*** Opening of DATA RECORDS ***

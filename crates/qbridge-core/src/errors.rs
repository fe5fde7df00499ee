//! Unified error type for bridge operations
//!
//! Every failing operation aborts without touching state, so an error is always a complete
//! description of why nothing happened. `ErrorClass` tells callers what to do about it: fix the
//! inputs, get authorized, treat the request as already done, or retry later.

use serde::{Deserialize, Serialize};

use crate::types::{Address, AssetId, SubmissionId};

/// Unified error type for all qbridge operations
#[derive(Debug, Clone, PartialEq, Eq, Serialize, Deserialize, thiserror::Error)]
pub enum BridgeError {
    /// Input violates an operation precondition (wrong chain, unsupported destination,
    /// amount below minimum, value mismatch, ...)
    #[error("Precondition violated: {message}")]
    Precondition {
        /// What was violated
        message: String,
    },

    /// Caller or recovered signer lacks the required role
    #[error("Unauthorized: {message}")]
    Unauthorized {
        /// Who was rejected and for what
        message: String,
    },

    /// Submission was already settled by mint or claim
    #[error("Submission {submission} already used")]
    AlreadyUsed {
        /// The consumed submission
        submission: SubmissionId,
    },

    /// Attestor already voted for this submission
    #[error("Attestor {attestor} already voted for {submission}")]
    AlreadyVoted {
        /// Submission being voted on
        submission: SubmissionId,
        /// Duplicate voter
        attestor: Address,
    },

    /// Settlement attempted before the attestor quorum confirmed the submission
    #[error("Quorum not reached for {submission}")]
    QuorumNotReached {
        /// Submission lacking confirmation
        submission: SubmissionId,
    },

    /// Custody or caller funds do not cover the request
    #[error("Insufficient funds: {message}")]
    InsufficientFunds {
        /// Shortfall description
        message: String,
    },

    /// No asset is registered under this identifier
    #[error("Asset not found: {asset}")]
    AssetNotFound {
        /// Unknown identifier
        asset: AssetId,
    },

    /// Token collaborator failed for a reason other than funds
    #[error("Token module error: {message}")]
    Token {
        /// Collaborator failure
        message: String,
    },

    /// Configuration could not be loaded or is invalid
    #[error("Configuration error: {message}")]
    Config {
        /// What is wrong with the configuration
        message: String,
    },
}

/// Coarse classification of a [`BridgeError`].
#[derive(Debug, Clone, Copy, PartialEq, Eq, Hash, Serialize, Deserialize)]
pub enum ErrorClass {
    /// Caller must fix inputs and resubmit
    PreconditionViolation,
    /// Caller is not allowed to do this
    AuthorizationFailure,
    /// Already happened; no retry helps
    ReplayViolation,
    /// Retry later once attestations arrive
    QuorumNotReached,
    /// Caller must adjust the request
    InsufficientFunds,
    /// Referenced entity does not exist
    NotFound,
    /// External collaborator failed
    Collaborator,
    /// Local setup problem
    Configuration,
}

impl BridgeError {
    /// Create a precondition violation
    pub fn precondition(message: impl Into<String>) -> Self {
        Self::Precondition {
            message: message.into(),
        }
    }

    /// Create an authorization failure
    pub fn unauthorized(message: impl Into<String>) -> Self {
        Self::Unauthorized {
            message: message.into(),
        }
    }

    /// Create an insufficient funds error
    pub fn insufficient_funds(message: impl Into<String>) -> Self {
        Self::InsufficientFunds {
            message: message.into(),
        }
    }

    /// Create a token collaborator error
    pub fn token(message: impl Into<String>) -> Self {
        Self::Token {
            message: message.into(),
        }
    }

    /// Create a configuration error
    pub fn config(message: impl Into<String>) -> Self {
        Self::Config {
            message: message.into(),
        }
    }

    /// Classification of this error
    pub fn class(&self) -> ErrorClass {
        match self {
            BridgeError::Precondition { .. } => ErrorClass::PreconditionViolation,
            BridgeError::Unauthorized { .. } => ErrorClass::AuthorizationFailure,
            BridgeError::AlreadyUsed { .. } | BridgeError::AlreadyVoted { .. } => {
                ErrorClass::ReplayViolation
            }
            BridgeError::QuorumNotReached { .. } => ErrorClass::QuorumNotReached,
            BridgeError::InsufficientFunds { .. } => ErrorClass::InsufficientFunds,
            BridgeError::AssetNotFound { .. } => ErrorClass::NotFound,
            BridgeError::Token { .. } => ErrorClass::Collaborator,
            BridgeError::Config { .. } => ErrorClass::Configuration,
        }
    }

    /// Stable machine-readable code
    pub fn code(&self) -> &'static str {
        match self {
            BridgeError::Precondition { .. } => "bridge_precondition",
            BridgeError::Unauthorized { .. } => "bridge_unauthorized",
            BridgeError::AlreadyUsed { .. } => "bridge_already_used",
            BridgeError::AlreadyVoted { .. } => "bridge_already_voted",
            BridgeError::QuorumNotReached { .. } => "bridge_quorum_not_reached",
            BridgeError::InsufficientFunds { .. } => "bridge_insufficient_funds",
            BridgeError::AssetNotFound { .. } => "bridge_asset_not_found",
            BridgeError::Token { .. } => "bridge_token_module",
            BridgeError::Config { .. } => "bridge_config",
        }
    }

    /// Whether retrying the same call later can succeed without changing it
    pub fn is_retryable(&self) -> bool {
        self.class() == ErrorClass::QuorumNotReached
    }
}

impl From<std::io::Error> for BridgeError {
    fn from(err: std::io::Error) -> Self {
        Self::config(err.to_string())
    }
}

impl From<toml::de::Error> for BridgeError {
    fn from(err: toml::de::Error) -> Self {
        Self::config(err.to_string())
    }
}

/// Standard Result type for qbridge operations
pub type Result<T> = std::result::Result<T, BridgeError>;

#[cfg(test)]
mod tests {
    use super::*;
    use crate::types::Hash32;

    #[test]
    fn test_error_creation() {
        let err = BridgeError::precondition("amount below minimum");
        assert!(matches!(err, BridgeError::Precondition { .. }));
        assert_eq!(err.to_string(), "Precondition violated: amount below minimum");
    }

    #[test]
    fn test_replay_errors_share_a_class() {
        let submission = SubmissionId(Hash32([1u8; 32]));
        let used = BridgeError::AlreadyUsed { submission };
        let voted = BridgeError::AlreadyVoted {
            submission,
            attestor: Address([2u8; 20]),
        };
        assert_eq!(used.class(), ErrorClass::ReplayViolation);
        assert_eq!(voted.class(), ErrorClass::ReplayViolation);
        assert_ne!(used.code(), voted.code());
    }

    #[test]
    fn test_only_quorum_is_retryable() {
        let submission = SubmissionId(Hash32([1u8; 32]));
        assert!(BridgeError::QuorumNotReached { submission }.is_retryable());
        assert!(!BridgeError::AlreadyUsed { submission }.is_retryable());
        assert!(!BridgeError::unauthorized("not admin").is_retryable());
    }
}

*** Close of DATA RECORDS ***

PROBLEM REQUIREMENTS: Exactly as they are written, print the entries again.

EXERCISE RESPONSE:
filename crates/qbridge-core/src/errors.rs
repository fe5fde7df00499ee
//! Unified error type for bridge operations
//!
//! Every failing operation aborts without touching state, so an error is always a complete
//! description of why nothing happened. `ErrorClass` tells callers what to do about it: fix the
//! inputs, get authorized, treat the request as already done, or retry later.

use serde::{Deserialize, Serialize};

use crate::types::{Address, AssetId, SubmissionId};

/// Unified error type for all qbridge operations
#[derive(Debug, Clone, PartialEq, Eq, Serialize, Deserialize, thiserror::Error)]
pub enum BridgeError {
    /// Input violates an operation precondition (wrong chain, unsupported destination,
    /// amount below minimum, value mismatch, ...)
    #[error("Precondition violated: {message}")]
    Precondition {
        /// What was violated
        message: String,
    },

    /// Caller or recovered signer lacks the required role
    #[error("Unauthorized: {message}")]
    Unauthorized {
        /// Who was rejected and for what
        message: String,
    },

    /// Submission was already settled by mint or claim
    #[error("Submission {submission} already used")]
    AlreadyUsed {
        /// The consumed submission
        submission: SubmissionId,
    },

    /// Attestor already voted for this submission
    #[error("Attestor {attestor} already voted for {submission}")]
    AlreadyVoted {
        /// Submission being voted on
        submission: SubmissionId,
        /// Duplicate voter
        attestor: Address,
    },

    /// Settlement attempted before the attestor quorum confirmed the submission
    #[error("Quorum not reached for {submission}")]
    QuorumNotReached {
        /// Submission lacking confirmation
        submission: SubmissionId,
    },

    /// Custody or caller funds do not cover the request
    #[error("Insufficient funds: {message}")]
    InsufficientFunds {
        /// Shortfall description
        message: String,
    },

    /// No asset is registered under this identifier
    #[error("Asset not found: {asset}")]
    AssetNotFound {
        /// Unknown identifier
        asset: AssetId,
    },

    /// Token collaborator failed for a reason other than funds
    #[error("Token module error: {message}")]
    Token {
        /// Collaborator failure
        message: String,
    },

    /// Configuration could not be loaded or is invalid
    #[error("Configuration error: {message}")]
    Config {
        /// What is wrong with the configuration
        message: String,
    },
}

/// Coarse classification of a [`BridgeError`].
#[derive(Debug, Clone, Copy, PartialEq, Eq, Hash, Serialize, Deserialize)]
pub enum ErrorClass {
    /// Caller must fix inputs and resubmit
    PreconditionViolation,
    /// Caller is not allowed to do this
    AuthorizationFailure,
    /// Already happened; no retry helps
    ReplayViolation,
    /// Retry later once attestations arrive
    QuorumNotReached,
    /// Caller must adjust the request
    InsufficientFunds,
    /// Referenced entity does not exist
    NotFound,
    /// External collaborator failed
    Collaborator,
    /// Local setup problem
    Configuration,
}

impl BridgeError {
    /// Create a precondition violation
    pub fn precondition(message: impl Into<String>) -> Self {
        Self::Precondition {
            message: message.into(),
        }
    }

    /// Create an authorization failure
    pub fn unauthorized(message: impl Into<String>) -> Self {
        Self::Unauthorized {
            message: message.into(),
        }
    }

    /// Create an insufficient funds error
    pub fn insufficient_funds(message: impl Into<String>) -> Self {
        Self::InsufficientFunds {
            message: message.into(),
        }
    }

    /// Create a token collaborator error
    pub fn token(message: impl Into<String>) -> Self {
        Self::Token {
            message: message.into(),
        }
    }

    /// Create a configuration error
    pub fn config(message: impl Into<String>) -> Self {
        Self::Config {
            message: message.into(),
        }
    }

    /// Classification of this error
    pub fn class(&self) -> ErrorClass {
        match self {
            BridgeError::Precondition { .. } => ErrorClass::PreconditionViolation,
            BridgeError::Unauthorized { .. } => ErrorClass::AuthorizationFailure,
            BridgeError::AlreadyUsed { .. } | BridgeError::AlreadyVoted { .. } => {
                ErrorClass::ReplayViolation
            }
            BridgeError::QuorumNotReached { .. } => ErrorClass::QuorumNotReached,
            BridgeError::InsufficientFunds { .. } => ErrorClass::InsufficientFunds,
            BridgeError::AssetNotFound { .. } => ErrorClass::NotFound,
            BridgeError::Token { .. } => ErrorClass::Collaborator,
            BridgeError::Config { .. } => ErrorClass::Configuration,
        }
    }

    /// Stable machine-readable code
    pub fn code(&self) -> &'static str {
        match self {
            BridgeError::Precondition { .. } => "bridge_precondition",
            BridgeError::Unauthorized { .. } => "bridge_unauthorized",
            BridgeError::AlreadyUsed { .. } => "bridge_already_used",
            BridgeError::AlreadyVoted { .. } => "bridge_already_voted",
            BridgeError::QuorumNotReached { .. } => "bridge_quorum_not_reached",
            BridgeError::InsufficientFunds { .. } => "bridge_insufficient_funds",
            BridgeError::AssetNotFound { .. } => "bridge_asset_not_found",
            BridgeError::Token { .. } => "bridge_token_module",
            BridgeError::Config { .. } => "bridge_config",
        }
    }

    /// Whether retrying the same call later can succeed without changing it
    pub fn is_retryable(&self) -> bool {
        self.class() == ErrorClass::QuorumNotReached
    }
}

impl From<std::io::Error> for BridgeError {
    fn from(err: std::io::Error) -> Self {
        Self::config(err.to_string())
    }
}

impl From<toml::de::Error> for BridgeError {
    fn from(err: toml::de::Error) -> Self {
        Self::config(err.to_string())
    }
}

/// Standard Result type for qbridge operations
pub type Result<T> = std::result::Result<T, BridgeError>;

#[cfg(test)]
mod tests {
    use super::*;
    use crate::types::Hash32;

    #[test]
    fn test_error_creation() {
        let err = BridgeError::precondition("amount below minimum");
        assert!(matches!(err, BridgeError::Precondition { .. }));
        assert_eq!(err.to_string(), "Precondition violated: amount below minimum");
    }

    #[test]
    fn test_replay_errors_share_a_class() {
        let submission = SubmissionId(Hash32([1u8; 32]));
        let used = BridgeError::AlreadyUsed { submission };
        let voted = BridgeError::AlreadyVoted {
            submission,
            attestor: Address([2u8; 20]),
        };
        assert_eq!(used.class(), ErrorClass::ReplayViolation);
        assert_eq!(voted.class(), ErrorClass::ReplayViolation);
        assert_ne!(used.code(), voted.code());
    }

    #[test]
    fn test_only_quorum_is_retryable() {
        let submission = SubmissionId(Hash32([1u8; 32]));
        assert!(BridgeError::QuorumNotReached { submission }.is_retryable());
        assert!(!BridgeError::AlreadyUsed { submission }.is_retryable());
        assert!(!BridgeError::unauthorized("not admin").is_retryable());
    }
}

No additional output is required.